use chrono::Utc;
use sea_orm::{
    ActiveValue, DatabaseTransaction, QueryFilter, QueryOrder, TransactionTrait, prelude::*,
};
use uuid::Uuid;

use crate::{
    EngineError, Family, FamilyInvite, FamilyRole, InviteNotice, InvitePreview, InviteStatus,
    ResultEngine, families, family_invites, family_members, users, util,
};

use super::{Engine, with_tx};

impl Engine {
    /// Invites `email` into the family. The notifier runs after commit and
    /// its failure does not undo the invite.
    pub async fn create_invite(
        &self,
        actor: Uuid,
        family_id: Uuid,
        email: &str,
        role: FamilyRole,
    ) -> ResultEngine<FamilyInvite> {
        let email = util::normalize_email(email)?;

        let (invite, notice) = with_tx!(self, |db_tx| {
            let family = self.require_family_admin(&db_tx, family_id, actor).await?;
            let inviter = self.require_user(&db_tx, actor).await?;
            let now = Utc::now();

            let invitee = users::Entity::find()
                .filter(users::Column::Email.eq(email.clone()))
                .one(&db_tx)
                .await?;
            if let Some(invitee) = invitee
                && self
                    .family_membership(&db_tx, family_id, invitee.id)
                    .await?
                    .is_some()
            {
                return Err(EngineError::ExistingKey(format!(
                    "{email} is already a member"
                )));
            }

            let pending = family_invites::Entity::find()
                .filter(family_invites::Column::FamilyId.eq(family_id))
                .filter(family_invites::Column::InvitedEmail.eq(email.clone()))
                .filter(family_invites::Column::Accepted.eq(false))
                .filter(family_invites::Column::ExpiresAt.gt(now))
                .one(&db_tx)
                .await?;
            if pending.is_some() {
                return Err(EngineError::ExistingKey(format!(
                    "{email} already has a pending invite"
                )));
            }

            let model = family_invites::ActiveModel {
                id: ActiveValue::Set(Uuid::new_v4()),
                family_id: ActiveValue::Set(family_id),
                invited_email: ActiveValue::Set(email.clone()),
                invited_by_user_id: ActiveValue::Set(actor),
                role: ActiveValue::Set(role.as_str().to_string()),
                token: ActiveValue::Set(util::generate_token()),
                accepted: ActiveValue::Set(false),
                accepted_by_user_id: ActiveValue::Set(None),
                created_at: ActiveValue::Set(now),
                accepted_at: ActiveValue::Set(None),
                expires_at: ActiveValue::Set(family_invites::invite_expiry(now)),
            }
            .insert(&db_tx)
            .await?;

            let notice = InviteNotice {
                invited_email: model.invited_email.clone(),
                family_name: family.name,
                inviter_name: inviter.full_name,
                role,
                token: model.token.clone(),
                expires_at: model.expires_at,
            };
            Ok((FamilyInvite::from_model(model, now)?, notice))
        })?;

        tracing::info!("invite {} created for family {family_id}", invite.id);
        if !self.notifier.notify_invite(&notice).await {
            tracing::warn!("invite {} was not delivered", invite.id);
        }
        Ok(invite)
    }

    /// Pending invites of a family, newest first. Admin only.
    pub async fn list_invites(
        &self,
        actor: Uuid,
        family_id: Uuid,
    ) -> ResultEngine<Vec<FamilyInvite>> {
        with_tx!(self, |db_tx| {
            self.require_family_admin(&db_tx, family_id, actor).await?;
            self.pending_family_invites(&db_tx, family_id).await
        })
    }

    pub async fn cancel_invite(
        &self,
        actor: Uuid,
        family_id: Uuid,
        invite_id: Uuid,
    ) -> ResultEngine<()> {
        with_tx!(self, |db_tx| {
            self.require_family_admin(&db_tx, family_id, actor).await?;
            let invite = family_invites::Entity::find_by_id(invite_id)
                .filter(family_invites::Column::FamilyId.eq(family_id))
                .one(&db_tx)
                .await?
                .ok_or_else(|| EngineError::KeyNotFound("invite not exists".to_string()))?;
            if invite.accepted {
                return Err(EngineError::ExistingKey(
                    "invite already accepted".to_string(),
                ));
            }
            family_invites::Entity::delete_by_id(invite.id)
                .exec(&db_tx)
                .await?;
            Ok(())
        })
    }

    /// What the holder of `token` is invited to. Needs no account.
    pub async fn invite_preview(&self, token: &str) -> ResultEngine<InvitePreview> {
        with_tx!(self, |db_tx| {
            let (invite, family) = self.usable_invite(&db_tx, token).await?;
            self.preview_of(&db_tx, invite, family).await
        })
    }

    /// Joins the invited family with the invite's role and makes it active.
    pub async fn accept_invite(&self, actor: Uuid, token: &str) -> ResultEngine<Family> {
        let family = with_tx!(self, |db_tx| {
            let (invite, family) = self.usable_invite(&db_tx, token).await?;
            let user = self.require_user(&db_tx, actor).await?;
            if !user.email.eq_ignore_ascii_case(&invite.invited_email) {
                return Err(EngineError::Forbidden(
                    "invite was sent to another email".to_string(),
                ));
            }
            if self
                .family_membership(&db_tx, family.id, actor)
                .await?
                .is_some()
            {
                return Err(EngineError::ExistingKey(
                    "already a member of this family".to_string(),
                ));
            }

            let now = Utc::now();
            family_members::ActiveModel {
                id: ActiveValue::Set(Uuid::new_v4()),
                family_id: ActiveValue::Set(family.id),
                user_id: ActiveValue::Set(actor),
                role: ActiveValue::Set(invite.role.clone()),
                joined_at: ActiveValue::Set(now),
            }
            .insert(&db_tx)
            .await?;

            let mut accepted: family_invites::ActiveModel = invite.into();
            accepted.accepted = ActiveValue::Set(true);
            accepted.accepted_by_user_id = ActiveValue::Set(Some(actor));
            accepted.accepted_at = ActiveValue::Set(Some(now));
            accepted.update(&db_tx).await?;

            let mut active_user: users::ActiveModel = user.into();
            active_user.active_family_id = ActiveValue::Set(Some(family.id));
            active_user.updated_at = ActiveValue::Set(now);
            active_user.update(&db_tx).await?;

            Ok(Family::from(family))
        })?;

        tracing::info!("user {actor} joined family {}", family.id);
        Ok(family)
    }

    /// Unaccepted, unexpired invites addressed to the actor's email.
    pub async fn pending_invites(&self, actor: Uuid) -> ResultEngine<Vec<InvitePreview>> {
        with_tx!(self, |db_tx| {
            let user = self.require_user(&db_tx, actor).await?;
            let rows = family_invites::Entity::find()
                .filter(family_invites::Column::InvitedEmail.eq(user.email))
                .filter(family_invites::Column::Accepted.eq(false))
                .filter(family_invites::Column::ExpiresAt.gt(Utc::now()))
                .find_also_related(families::Entity)
                .order_by_desc(family_invites::Column::CreatedAt)
                .all(&db_tx)
                .await?;

            let mut previews = Vec::with_capacity(rows.len());
            for (invite, family) in rows {
                if let Some(family) = family {
                    previews.push(self.preview_of(&db_tx, invite, family).await?);
                }
            }
            Ok(previews)
        })
    }

    /// Looks up an invite that can still be accepted.
    async fn usable_invite(
        &self,
        db: &DatabaseTransaction,
        token: &str,
    ) -> ResultEngine<(family_invites::Model, families::Model)> {
        let (invite, family) = family_invites::Entity::find()
            .filter(family_invites::Column::Token.eq(token))
            .find_also_related(families::Entity)
            .one(db)
            .await?
            .ok_or_else(|| EngineError::KeyNotFound("invite not exists".to_string()))?;
        let family =
            family.ok_or_else(|| EngineError::KeyNotFound("invite not exists".to_string()))?;

        match invite.status_at(Utc::now()) {
            InviteStatus::Accepted => Err(EngineError::ExistingKey(
                "invite already accepted".to_string(),
            )),
            InviteStatus::Expired => Err(EngineError::Expired("invite has expired".to_string())),
            InviteStatus::Pending => Ok((invite, family)),
        }
    }

    async fn preview_of(
        &self,
        db: &DatabaseTransaction,
        invite: family_invites::Model,
        family: families::Model,
    ) -> ResultEngine<InvitePreview> {
        let inviter = self.require_user(db, invite.invited_by_user_id).await?;
        Ok(InvitePreview {
            family_id: family.id,
            family_name: family.name,
            invited_email: invite.invited_email,
            invited_by: inviter.full_name,
            role: FamilyRole::try_from(invite.role.as_str())?,
            token: invite.token,
            expires_at: invite.expires_at,
        })
    }
}
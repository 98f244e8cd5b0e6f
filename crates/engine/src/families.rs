//! Families: groups of users sharing records.

use chrono::{DateTime, Utc};
use sea_orm::entity::prelude::*;
use serde::Serialize;
use uuid::Uuid;

use crate::{FamilyInvite, FamilyMember, FamilyRole};

#[derive(Clone, Debug, PartialEq, Eq, Serialize)]
pub struct Family {
    pub id: Uuid,
    pub name: String,
    pub created_by: Uuid,
    pub created_at: DateTime<Utc>,
}

/// A family as seen by one of its members.
#[derive(Clone, Debug, PartialEq, Serialize)]
pub struct FamilySummary {
    #[serde(flatten)]
    pub family: Family,
    pub role: FamilyRole,
    pub member_count: u64,
    pub is_active: bool,
}

/// Full view of a family. Pending invites are only filled for admins.
#[derive(Clone, Debug, PartialEq, Serialize)]
pub struct FamilyDetail {
    #[serde(flatten)]
    pub family: Family,
    pub role: FamilyRole,
    pub members: Vec<FamilyMember>,
    pub pending_invites: Vec<FamilyInvite>,
}

#[derive(Clone, Debug, PartialEq, DeriveEntityModel)]
#[sea_orm(table_name = "families")]
pub struct Model {
    #[sea_orm(primary_key, auto_increment = false)]
    pub id: Uuid,
    pub name: String,
    pub created_by: Uuid,
    pub created_at: DateTimeUtc,
}

#[derive(Copy, Clone, Debug, EnumIter, DeriveRelation)]
pub enum Relation {
    #[sea_orm(
        belongs_to = "super::users::Entity",
        from = "Column::CreatedBy",
        to = "super::users::Column::Id",
        on_update = "NoAction",
        on_delete = "Cascade"
    )]
    Creator,
    #[sea_orm(has_many = "super::family_members::Entity")]
    Members,
    #[sea_orm(has_many = "super::family_invites::Entity")]
    Invites,
}

impl Related<super::family_members::Entity> for Entity {
    fn to() -> RelationDef {
        Relation::Members.def()
    }
}

impl Related<super::family_invites::Entity> for Entity {
    fn to() -> RelationDef {
        Relation::Invites.def()
    }
}

impl ActiveModelBehavior for ActiveModel {}

impl From<Model> for Family {
    fn from(model: Model) -> Self {
        Self {
            id: model.id,
            name: model.name,
            created_by: model.created_by,
            created_at: model.created_at,
        }
    }
}
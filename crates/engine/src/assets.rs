//! Investment holdings. Quantities carry three decimals (`quantity_milli`),
//! rates are in basis points.

use chrono::{DateTime, NaiveDate, Utc};
use sea_orm::{ActiveValue, entity::prelude::*};
use serde::{Deserialize, Serialize};
use uuid::Uuid;

use crate::{EngineError, Money, ResultEngine};

#[derive(Clone, Copy, Debug, PartialEq, Eq, Serialize, Deserialize)]
#[serde(rename_all = "snake_case")]
pub enum AssetType {
    Stock,
    MutualFund,
    FixedDeposit,
    Sip,
    Gold,
    RealEstate,
    Ppf,
    Nps,
    Bond,
    Etf,
    Cryptocurrency,
    Commodities,
    Other,
}

impl AssetType {
    pub fn as_str(self) -> &'static str {
        match self {
            Self::Stock => "stock",
            Self::MutualFund => "mutual_fund",
            Self::FixedDeposit => "fixed_deposit",
            Self::Sip => "sip",
            Self::Gold => "gold",
            Self::RealEstate => "real_estate",
            Self::Ppf => "ppf",
            Self::Nps => "nps",
            Self::Bond => "bond",
            Self::Etf => "etf",
            Self::Cryptocurrency => "cryptocurrency",
            Self::Commodities => "commodities",
            Self::Other => "other",
        }
    }
}

impl TryFrom<&str> for AssetType {
    type Error = EngineError;

    fn try_from(value: &str) -> Result<Self, Self::Error> {
        match value {
            "stock" => Ok(Self::Stock),
            "mutual_fund" => Ok(Self::MutualFund),
            "fixed_deposit" => Ok(Self::FixedDeposit),
            "sip" => Ok(Self::Sip),
            "gold" => Ok(Self::Gold),
            "real_estate" => Ok(Self::RealEstate),
            "ppf" => Ok(Self::Ppf),
            "nps" => Ok(Self::Nps),
            "bond" => Ok(Self::Bond),
            "etf" => Ok(Self::Etf),
            "cryptocurrency" => Ok(Self::Cryptocurrency),
            "commodities" => Ok(Self::Commodities),
            "other" => Ok(Self::Other),
            other => Err(EngineError::InvalidValue(format!(
                "invalid asset type: {other}"
            ))),
        }
    }
}

#[derive(Clone, Copy, Debug, PartialEq, Eq, Serialize, Deserialize)]
#[serde(rename_all = "snake_case")]
pub enum RiskLevel {
    Low,
    Medium,
    High,
}

impl RiskLevel {
    pub fn as_str(self) -> &'static str {
        match self {
            Self::Low => "low",
            Self::Medium => "medium",
            Self::High => "high",
        }
    }
}

impl TryFrom<&str> for RiskLevel {
    type Error = EngineError;

    fn try_from(value: &str) -> Result<Self, Self::Error> {
        match value {
            "low" => Ok(Self::Low),
            "medium" => Ok(Self::Medium),
            "high" => Ok(Self::High),
            other => Err(EngineError::InvalidValue(format!(
                "invalid risk level: {other}"
            ))),
        }
    }
}

#[derive(Clone, Debug, PartialEq, Eq, Serialize)]
pub struct Asset {
    pub id: Uuid,
    pub user_id: Uuid,
    pub family_id: Option<Uuid>,
    pub asset_type: AssetType,
    pub name: String,
    pub symbol_isin: Option<String>,
    pub quantity_milli: i64,
    pub purchase_price: Money,
    pub current_price: Option<Money>,
    pub purchase_date: Option<NaiveDate>,
    pub maturity_date: Option<NaiveDate>,
    pub interest_rate_bps: Option<i32>,
    pub risk_level: Option<RiskLevel>,
    pub notes: Option<String>,
    pub is_active: bool,
    pub created_at: DateTime<Utc>,
    pub updated_at: DateTime<Utc>,
}

#[derive(Clone, Debug, PartialEq)]
pub struct AssetNew {
    pub family_id: Option<Uuid>,
    pub asset_type: AssetType,
    pub name: String,
    pub symbol_isin: Option<String>,
    pub quantity_milli: i64,
    pub purchase_price: Money,
    pub current_price: Option<Money>,
    pub purchase_date: Option<NaiveDate>,
    pub maturity_date: Option<NaiveDate>,
    pub interest_rate_bps: Option<i32>,
    pub risk_level: Option<RiskLevel>,
    pub notes: Option<String>,
}

#[derive(Clone, Debug, Default, PartialEq)]
pub struct AssetPatch {
    pub name: Option<String>,
    pub symbol_isin: Option<Option<String>>,
    pub quantity_milli: Option<i64>,
    pub purchase_price: Option<Money>,
    pub current_price: Option<Option<Money>>,
    pub purchase_date: Option<Option<NaiveDate>>,
    pub maturity_date: Option<Option<NaiveDate>>,
    pub interest_rate_bps: Option<Option<i32>>,
    pub risk_level: Option<Option<RiskLevel>>,
    pub notes: Option<Option<String>>,
    pub is_active: Option<bool>,
}

impl AssetPatch {
    pub fn apply(self, asset: &mut Asset) {
        if let Some(name) = self.name {
            asset.name = name;
        }
        if let Some(symbol) = self.symbol_isin {
            asset.symbol_isin = symbol;
        }
        if let Some(quantity) = self.quantity_milli {
            asset.quantity_milli = quantity;
        }
        if let Some(price) = self.purchase_price {
            asset.purchase_price = price;
        }
        if let Some(price) = self.current_price {
            asset.current_price = price;
        }
        if let Some(date) = self.purchase_date {
            asset.purchase_date = date;
        }
        if let Some(date) = self.maturity_date {
            asset.maturity_date = date;
        }
        if let Some(rate) = self.interest_rate_bps {
            asset.interest_rate_bps = rate;
        }
        if let Some(risk) = self.risk_level {
            asset.risk_level = risk;
        }
        if let Some(notes) = self.notes {
            asset.notes = notes;
        }
        if let Some(active) = self.is_active {
            asset.is_active = active;
        }
    }
}

impl Asset {
    pub fn validate(&self) -> ResultEngine<()> {
        if self.quantity_milli <= 0 {
            return Err(EngineError::InvalidAmount("quantity must be > 0".to_string()));
        }
        if self.purchase_price.is_negative() || self.current_price.is_some_and(Money::is_negative)
        {
            return Err(EngineError::InvalidAmount("prices must be >= 0".to_string()));
        }
        if let (Some(purchase), Some(maturity)) = (self.purchase_date, self.maturity_date)
            && maturity < purchase
        {
            return Err(EngineError::InvalidPeriod(
                "maturity_date must not precede purchase_date".to_string(),
            ));
        }
        Ok(())
    }

    /// Holding value at the latest known price, falling back to the purchase
    /// price.
    #[must_use]
    pub fn current_value(&self) -> Money {
        self.value_at(self.current_price.unwrap_or(self.purchase_price))
    }

    #[must_use]
    pub fn value_at(&self, price_per_unit: Money) -> Money {
        Money::new(price_per_unit.minor().saturating_mul(self.quantity_milli) / 1000)
    }
}

#[derive(Clone, Debug, PartialEq, DeriveEntityModel)]
#[sea_orm(table_name = "assets")]
pub struct Model {
    #[sea_orm(primary_key, auto_increment = false)]
    pub id: Uuid,
    pub user_id: Uuid,
    pub family_id: Option<Uuid>,
    pub asset_type: String,
    pub name: String,
    pub symbol_isin: Option<String>,
    pub quantity_milli: i64,
    pub purchase_price_minor: i64,
    pub current_price_minor: Option<i64>,
    pub purchase_date: Option<NaiveDate>,
    pub maturity_date: Option<NaiveDate>,
    pub interest_rate_bps: Option<i32>,
    pub risk_level: Option<String>,
    pub notes: Option<String>,
    pub is_active: bool,
    pub created_at: DateTimeUtc,
    pub updated_at: DateTimeUtc,
}

#[derive(Copy, Clone, Debug, EnumIter, DeriveRelation)]
pub enum Relation {
    #[sea_orm(
        belongs_to = "super::users::Entity",
        from = "Column::UserId",
        to = "super::users::Column::Id",
        on_update = "NoAction",
        on_delete = "Cascade"
    )]
    User,
    #[sea_orm(
        belongs_to = "super::families::Entity",
        from = "Column::FamilyId",
        to = "super::families::Column::Id",
        on_update = "NoAction",
        on_delete = "Cascade"
    )]
    Family,
    #[sea_orm(has_many = "super::asset_valuations::Entity")]
    Valuations,
}

impl Related<super::asset_valuations::Entity> for Entity {
    fn to() -> RelationDef {
        Relation::Valuations.def()
    }
}

impl ActiveModelBehavior for ActiveModel {}

impl From<&Asset> for ActiveModel {
    fn from(asset: &Asset) -> Self {
        Self {
            id: ActiveValue::Set(asset.id),
            user_id: ActiveValue::Set(asset.user_id),
            family_id: ActiveValue::Set(asset.family_id),
            asset_type: ActiveValue::Set(asset.asset_type.as_str().to_string()),
            name: ActiveValue::Set(asset.name.clone()),
            symbol_isin: ActiveValue::Set(asset.symbol_isin.clone()),
            quantity_milli: ActiveValue::Set(asset.quantity_milli),
            purchase_price_minor: ActiveValue::Set(asset.purchase_price.minor()),
            current_price_minor: ActiveValue::Set(asset.current_price.map(Money::minor)),
            purchase_date: ActiveValue::Set(asset.purchase_date),
            maturity_date: ActiveValue::Set(asset.maturity_date),
            interest_rate_bps: ActiveValue::Set(asset.interest_rate_bps),
            risk_level: ActiveValue::Set(asset.risk_level.map(|r| r.as_str().to_string())),
            notes: ActiveValue::Set(asset.notes.clone()),
            is_active: ActiveValue::Set(asset.is_active),
            created_at: ActiveValue::Set(asset.created_at),
            updated_at: ActiveValue::Set(asset.updated_at),
        }
    }
}

impl TryFrom<Model> for Asset {
    type Error = EngineError;

    fn try_from(model: Model) -> Result<Self, Self::Error> {
        Ok(Self {
            id: model.id,
            user_id: model.user_id,
            family_id: model.family_id,
            asset_type: AssetType::try_from(model.asset_type.as_str())?,
            name: model.name,
            symbol_isin: model.symbol_isin,
            quantity_milli: model.quantity_milli,
            purchase_price: Money::new(model.purchase_price_minor),
            current_price: model.current_price_minor.map(Money::new),
            purchase_date: model.purchase_date,
            maturity_date: model.maturity_date,
            interest_rate_bps: model.interest_rate_bps,
            risk_level: model
                .risk_level
                .as_deref()
                .map(RiskLevel::try_from)
                .transpose()?,
            notes: model.notes,
            is_active: model.is_active,
            created_at: model.created_at,
            updated_at: model.updated_at,
        })
    }
}

#[cfg(test)]
mod tests {
    use super::*;

    #[test]
    fn value_uses_latest_price_and_fractional_quantity() {
        let asset = Asset {
            id: Uuid::new_v4(),
            user_id: Uuid::new_v4(),
            family_id: None,
            asset_type: AssetType::MutualFund,
            name: "Index fund".to_string(),
            symbol_isin: None,
            quantity_milli: 12_500,
            purchase_price: Money::new(10_000),
            current_price: Some(Money::new(12_000)),
            purchase_date: None,
            maturity_date: None,
            interest_rate_bps: None,
            risk_level: Some(RiskLevel::Medium),
            notes: None,
            is_active: true,
            created_at: Utc::now(),
            updated_at: Utc::now(),
        };
        assert!(asset.validate().is_ok());
        assert_eq!(asset.current_value(), Money::new(150_000));
    }
}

────────

** PROBLEM STATEMENT **
Please copy the lines above from the line with "accepted.update(&db_tx).await?;" up to and including the line with "Ok(Family::from(family))", exactly as written and with nothing else.

** SOLUTION TO THIS PROBLEM **
            accepted.update(&db_tx).await?;

            let mut active_user: users::ActiveModel = user.into();
            active_user.active_family_id = ActiveValue::Set(Some(family.id));
            active_user.updated_at = ActiveValue::Set(now);
            active_user.update(&db_tx).await?;

            Ok(Family::from(family))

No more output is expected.